When President Donald Trump selected Kevin Warsh to be the next head of the Federal Reserve, the conventional wisdom was that Warsh must have somehow convinced the president that he would be able to persuade his fellow central bankers to lower interest rates.
But how?
It’s been clear for months that there’s not much support for lowering rates among the 19 top Fed policymakers. Stephen Miran, the Fed governor with the closest ties to the Trump White House, has been a lonely voice calling for deep rate cuts.

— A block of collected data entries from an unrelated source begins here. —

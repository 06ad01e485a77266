//! Identity-keyed memoization with taint propagation.
//!
//! One [`Memo`] lives for one top-level evaluation (or one transaction
//! scope). A node's outcome is cached after its visit unless the node is
//! tainted: its fragment declares the kind volatile, or a child it recursed
//! into during the visit was tainted. Tainted nodes are recomputed on every
//! read, which is how an expression shared between a loop body and the code
//! around it is evaluated once outside and once per iteration inside.
//!
//! Visits of binding-independent nodes are also registered while they run,
//! so concurrent readers join the running visit instead of starting another.

use futures::future::{LocalBoxFuture, Shared, WeakShared};
use std::cell::{Cell, RefCell};
use std::collections::HashMap;

use crate::error::Outcome;
use crate::graph::NodeId;

/// A visit other readers can await while it runs.
pub(crate) type Visiting = Shared<LocalBoxFuture<'static, Outcome>>;

#[derive(Clone, Default)]
struct Slot {
    outcome: Option<Outcome>,
    tainted: bool,
}

/// Counters describing cache behaviour during one evaluation.
#[derive(Debug, Clone, Copy, Default, PartialEq, Eq)]
pub struct MemoStats {
    /// Reads answered from the cache or by joining a running visit.
    pub hits: u64,
    /// Visits actually performed.
    pub visits: u64,
    /// Visits whose result was discarded because the node is tainted.
    pub tainted: u64,
}

/// Cache and taint vectors indexed by [`NodeId`].
pub struct Memo {
    slots: RefCell<Vec<Slot>>,
    // Weak so an abandoned visit is freed with the futures that drive it.
    running: RefCell<HashMap<NodeId, WeakShared<LocalBoxFuture<'static, Outcome>>>>,
    enabled: bool,
    stats: Cell<MemoStats>,
}

impl Memo {
    /// A fresh, empty cache. With `enabled == false` every read misses.
    pub fn new(enabled: bool) -> Self {
        Self {
            slots: RefCell::new(Vec::new()),
            running: RefCell::new(HashMap::new()),
            enabled,
            stats: Cell::new(MemoStats::default()),
        }
    }

    /// Cached outcome for `id`, provided it exists and the node is not tainted.
    /// Cached failures are replayed as failures.
    pub fn lookup(&self, id: NodeId) -> Option<Outcome> {
        if !self.enabled {
            return None;
        }
        let slots = self.slots.borrow();
        let slot = slots.get(id.index())?;
        if slot.tainted {
            return None;
        }
        let hit = slot.outcome.clone()?;
        drop(slots);
        self.bump(|stats| stats.hits += 1);
        Some(hit)
    }

    /// Whether the cache is on.
    pub fn is_enabled(&self) -> bool {
        self.enabled
    }

    /// The visit of `id` still in progress, if any.
    pub(crate) fn running(&self, id: NodeId) -> Option<Visiting> {
        if !self.enabled {
            return None;
        }
        let visit = self.running.borrow().get(&id)?.upgrade()?;
        self.bump(|stats| stats.hits += 1);
        Some(visit)
    }

    /// Register the visit of `id` so concurrent readers can join it.
    pub(crate) fn start(&self, id: NodeId, visit: &Visiting) {
        if let Some(weak) = visit.downgrade() {
            self.running.borrow_mut().insert(id, weak);
        }
    }

    /// Whether `id` is currently tainted.
    pub fn is_tainted(&self, id: NodeId) -> bool {
        self.slots
            .borrow()
            .get(id.index())
            .map(|slot| slot.tainted)
            .unwrap_or(false)
    }

    /// Record the outcome of a completed visit.
    pub fn record(&self, id: NodeId, outcome: &Outcome, tainted: bool) {
        let mut slots = self.slots.borrow_mut();
        if slots.len() <= id.index() {
            slots.resize(id.index() + 1, Slot::default());
        }
        let slot = &mut slots[id.index()];
        slot.tainted = tainted;
        slot.outcome = if tainted || !self.enabled {
            None
        } else {
            Some(outcome.clone())
        };
        drop(slots);
        self.running.borrow_mut().remove(&id);
        self.bump(|stats| {
            stats.visits += 1;
            if tainted {
                stats.tainted += 1;
            }
        });
    }

    /// Snapshot of the counters.
    pub fn stats(&self) -> MemoStats {
        self.stats.get()
    }

    fn bump(&self, update: impl FnOnce(&mut MemoStats)) {
        let mut stats = self.stats.get();
        update(&mut stats);
        self.stats.set(stats);
    }
}

#[cfg(test)]
mod tests {
    use super::*;
    use crate::error::Fault;
    use crate::interp::value::Value;

    #[test]
    fn caches_success_and_failure() {
        let memo = Memo::new(true);
        memo.record(NodeId(2), &Ok(Value::Number(1.0)), false);
        memo.record(NodeId(0), &Err(Fault::raise("E", "boom")), false);
        assert_eq!(memo.lookup(NodeId(2)), Some(Ok(Value::Number(1.0))));
        assert!(matches!(memo.lookup(NodeId(0)), Some(Err(Fault::Raised(_)))));
        assert_eq!(memo.lookup(NodeId(1)), None);
        assert_eq!(memo.stats().hits, 2);
    }

    #[test]
    fn taint_discards_and_later_clean_visit_restores() {
        let memo = Memo::new(true);
        memo.record(NodeId(0), &Ok(Value::Number(1.0)), false);
        memo.record(NodeId(0), &Ok(Value::Number(2.0)), true);
        assert!(memo.is_tainted(NodeId(0)));
        assert_eq!(memo.lookup(NodeId(0)), None);
        memo.record(NodeId(0), &Ok(Value::Number(3.0)), false);
        assert!(!memo.is_tainted(NodeId(0)));
        assert_eq!(memo.lookup(NodeId(0)), Some(Ok(Value::Number(3.0))));
    }

    #[test]
    fn disabled_cache_always_misses() {
        let memo = Memo::new(false);
        memo.record(NodeId(0), &Ok(Value::Null), false);
        assert_eq!(memo.lookup(NodeId(0)), None);
        assert_eq!(memo.stats().visits, 1);
    }
}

But there is one way Warsh might be planning to get Fed officials to go along with monetary-policy easing, according to economists: by shrinking the Fed’s balance sheet.
Warsh’s previous speeches suggest he believes that shrinking the balance sheet by $1 trillion has an effect on the economy equivalent to an interest-rate hike of 50 basis points.
Warsh will press his Fed colleagues to cut short-term rates to offset such a tightening of the balance sheet, said Joe Gagnon, a fellow at the Peterson Institute for International Economics.
Essentially, Warsh would be tightening policy with one hand while easing with the other. But it would get interest rates down.
“Shrinking the balance sheet may indeed be an argument Warsh leans into as to why rates should be lower,” said Mark Cabana, head of U.S. rates strategy at BofA Global Research.
Warsh has been a vocal critic of the size of the central bank’s balance sheet, which has ballooned to over $6 trillion, up from under $1 trillion before the 2008 financial crisis.
The Fed now holds $1.6 trillion in long-term Treasurys and $1.9 trillion in mortgage-backed securities. This is a large “footprint” in financial markets.